TASK INSTRUCTIONS ▸ Take from the records below each line that holds "loop".

[Items from a dataset]
_ _ _ _
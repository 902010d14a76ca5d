//! Rolling episode metrics and end-of-run statistics

use std::time::Instant;

use crate::env::Observation;

use super::episode::EpisodeSummary;
use super::observer::EpisodeObserver;

/// Mean over the last `window` samples, kept in a fixed ring buffer
#[derive(Debug, Clone)]
pub struct RollingMean {
    samples: Vec<f32>,
    next: usize,
    filled: usize,
}

impl RollingMean {
    pub fn new(window: usize) -> Self {
        Self {
            samples: vec![0.0; window.max(1)],
            next: 0,
            filled: 0,
        }
    }

    pub fn push(&mut self, value: f32) {
        self.samples[self.next] = value;
        self.next = (self.next + 1) % self.samples.len();
        self.filled = (self.filled + 1).min(self.samples.len());
    }

    /// 0 until the first sample arrives
    pub fn mean(&self) -> f32 {
        match self.filled {
            0 => 0.0,
            n => self.samples[..n].iter().sum::<f32>() / n as f32,
        }
    }

    pub fn len(&self) -> usize {
        self.filled
    }

    pub fn is_empty(&self) -> bool {
        self.filled == 0
    }
}

/// Rolling per-episode metrics, logged every `log_every` episodes
#[derive(Debug)]
pub struct EpisodeMetrics {
    pub episode_rewards: RollingMean,
    pub episode_lengths: RollingMean,
    pub success_rate: RollingMean,
    pub final_distance: RollingMean,
    /// Success radius at the end of the latest episode
    pub threshold: f32,
    pub episodes: usize,
    pub total_steps: usize,
    log_every: usize,
    start_time: Instant,
}

impl EpisodeMetrics {
    pub fn new(window_size: usize, log_every: usize) -> Self {
        Self {
            episode_rewards: RollingMean::new(window_size),
            episode_lengths: RollingMean::new(window_size),
            success_rate: RollingMean::new(window_size),
            final_distance: RollingMean::new(window_size),
            threshold: 0.0,
            episodes: 0,
            total_steps: 0,
            log_every,
            start_time: Instant::now(),
        }
    }

    pub fn record_episode(&mut self, summary: &EpisodeSummary) {
        self.episode_rewards.push(summary.total_reward);
        self.episode_lengths.push(summary.steps as f32);
        self.success_rate.push(if summary.success { 1.0 } else { 0.0 });
        self.final_distance.push(summary.final_distance);
        self.threshold = summary
            .adjustment
            .and_then(|adjustment| adjustment.threshold())
            .unwrap_or(summary.threshold);
        self.episodes += 1;
        self.total_steps += summary.steps;
    }

    pub fn steps_per_second(&self) -> f64 {
        let duration = self.start_time.elapsed().as_secs_f64();
        if duration > 0.0 {
            self.total_steps as f64 / duration
        } else {
            0.0
        }
    }

    pub fn log_to_console(&self) {
        tracing::info!(
            "Episodes {} | Steps {} | SPS {:.1}",
            self.episodes,
            self.total_steps,
            self.steps_per_second()
        );
        tracing::info!(
            "  reward={:.3}, length={:.1}, success={:.1}%, distance={:.5}, threshold={:.5}",
            self.episode_rewards.mean(),
            self.episode_lengths.mean(),
            self.success_rate.mean() * 100.0,
            self.final_distance.mean(),
            self.threshold
        );
    }
}

impl Default for EpisodeMetrics {
    fn default() -> Self {
        Self::new(100, 10)
    }
}

impl EpisodeObserver for EpisodeMetrics {
    fn on_episode_start(&mut self, _episode: usize, _observation: &Observation, threshold: f32) {
        self.threshold = threshold;
    }

    fn on_episode_end(&mut self, summary: &EpisodeSummary) {
        self.record_episode(summary);
        if self.log_every > 0 && self.episodes % self.log_every == 0 {
            self.log_to_console();
        }
    }
}

/// Totals over a finished run
#[derive(Debug, Clone, Default)]
pub struct RunStatistics {
    pub num_episodes: usize,
    pub num_successes: usize,
    pub num_truncated: usize,
    pub total_reward: f32,
    pub total_steps: usize,
    pub final_threshold: Option<f32>,
}

impl RunStatistics {
    pub fn from_summaries(summaries: &[EpisodeSummary]) -> Self {
        let mut stats = Self::default();
        for summary in summaries {
            stats.num_episodes += 1;
            stats.total_reward += summary.total_reward;
            stats.total_steps += summary.steps;
            if summary.success {
                stats.num_successes += 1;
            }
            if summary.truncated {
                stats.num_truncated += 1;
            }
            stats.final_threshold = summary
                .adjustment
                .and_then(|adjustment| adjustment.threshold())
                .or(Some(summary.threshold));
        }
        stats
    }

    pub fn success_rate(&self) -> f32 {
        if self.num_episodes > 0 {
            self.num_successes as f32 / self.num_episodes as f32
        } else {
            0.0
        }
    }

    pub fn avg_reward(&self) -> f32 {
        if self.num_episodes > 0 {
            self.total_reward / self.num_episodes as f32
        } else {
            0.0
        }
    }

    pub fn avg_steps(&self) -> f32 {
        if self.num_episodes > 0 {
            self.total_steps as f32 / self.num_episodes as f32
        } else {
            0.0
        }
    }

    pub fn print_summary(&self) {
        tracing::info!("=== Run Summary ===");
        tracing::info!("Episodes: {}", self.num_episodes);
        tracing::info!("Success Rate: {:.1}%", self.success_rate() * 100.0);
        tracing::info!("Truncated: {}", self.num_truncated);
        tracing::info!("Avg Reward: {:.3}", self.avg_reward());
        tracing::info!("Avg Steps: {:.1}", self.avg_steps());
        if let Some(threshold) = self.final_threshold {
            tracing::info!("Final Threshold: {:.5}", threshold);
        }
    }
}
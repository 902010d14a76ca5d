use rand::SeedableRng;
use rand::rngs::StdRng;

use crate::env::{ACTION_DIM, Action, BoxSpace, Observation};

/// Maps observations to actions
pub trait Policy {
    fn act(&mut self, observation: &Observation) -> Action;

    fn name(&self) -> &str;
}

impl<P: Policy + ?Sized> Policy for Box<P> {
    fn act(&mut self, observation: &Observation) -> Action {
        (**self).act(observation)
    }

    fn name(&self) -> &str {
        (**self).name()
    }
}

/// Uniform samples from the action space
pub struct RandomPolicy {
    space: BoxSpace<ACTION_DIM>,
    rng: StdRng,
}

impl RandomPolicy {
    pub fn new(space: BoxSpace<ACTION_DIM>, seed: Option<u64>) -> Self {
        let rng = match seed {
            Some(seed) => StdRng::seed_from_u64(seed),
            None => StdRng::from_os_rng(),
        };
        Self { space, rng }
    }
}

impl Policy for RandomPolicy {
    fn act(&mut self, _observation: &Observation) -> Action {
        Action(self.space.sample(&mut self.rng))
    }

    fn name(&self) -> &str {
        "random"
    }
}

/// Always commands zero velocity
pub struct ZeroPolicy;

impl Policy for ZeroPolicy {
    fn act(&mut self, _observation: &Observation) -> Action {
        Action::zero()
    }

    fn name(&self) -> &str {
        "zero"
    }
}

/// Proportional controller towards the goal. A scripted baseline, not a learner.
pub struct GoalSeekingPolicy {
    gain: f32,
}

impl GoalSeekingPolicy {
    pub fn new(gain: f32) -> Self {
        Self { gain }
    }
}

impl Default for GoalSeekingPolicy {
    fn default() -> Self {
        Self::new(20.0)
    }
}

impl Policy for GoalSeekingPolicy {
    fn act(&mut self, observation: &Observation) -> Action {
        let position = observation.position();
        let goal = observation.goal();
        // The environment clamps to the action box
        Action(std::array::from_fn(|axis| self.gain * (goal[axis] - position[axis])))
    }

    fn name(&self) -> &str {
        "seek"
    }
}

/// Policy selected by name, as used by the binary
pub fn policy_by_name(
    name: &str,
    space: BoxSpace<ACTION_DIM>,
    seed: Option<u64>,
) -> Option<Box<dyn Policy>> {
    match name {
        "random" => Some(Box::new(RandomPolicy::new(space, seed))),
        "zero" => Some(Box::new(ZeroPolicy)),
        "seek" => Some(Box::new(GoalSeekingPolicy::default())),
        _ => None,
    }
}
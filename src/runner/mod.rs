//! Episode loop around an [`Environment`](crate::env::Environment)
//!
//! The runner is the external driving loop: it asks a [`Policy`] for actions,
//! steps the environment until the episode is done, hands the outcome to the
//! curriculum and reports to an [`EpisodeObserver`].

mod composite_observer;
mod default_observer;
mod episode;
mod metrics;
mod observer;
mod policy;
mod trajectory;

pub use composite_observer::CompositeObserver;
pub use default_observer::DefaultObserver;
pub use episode::{EpisodeRunner, EpisodeSummary, RunnerConfig};
pub use metrics::{EpisodeMetrics, RollingMean, RunStatistics};
pub use observer::EpisodeObserver;
pub use policy::{GoalSeekingPolicy, Policy, RandomPolicy, ZeroPolicy, policy_by_name};
pub use trajectory::TrajectoryRecorder;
_ _ _ _
WORKED SOLUTION ▸
//! Episode loop around an [`Environment`](crate::env::Environment)
//! The runner is the external driving loop: it asks a [`Policy`] for actions,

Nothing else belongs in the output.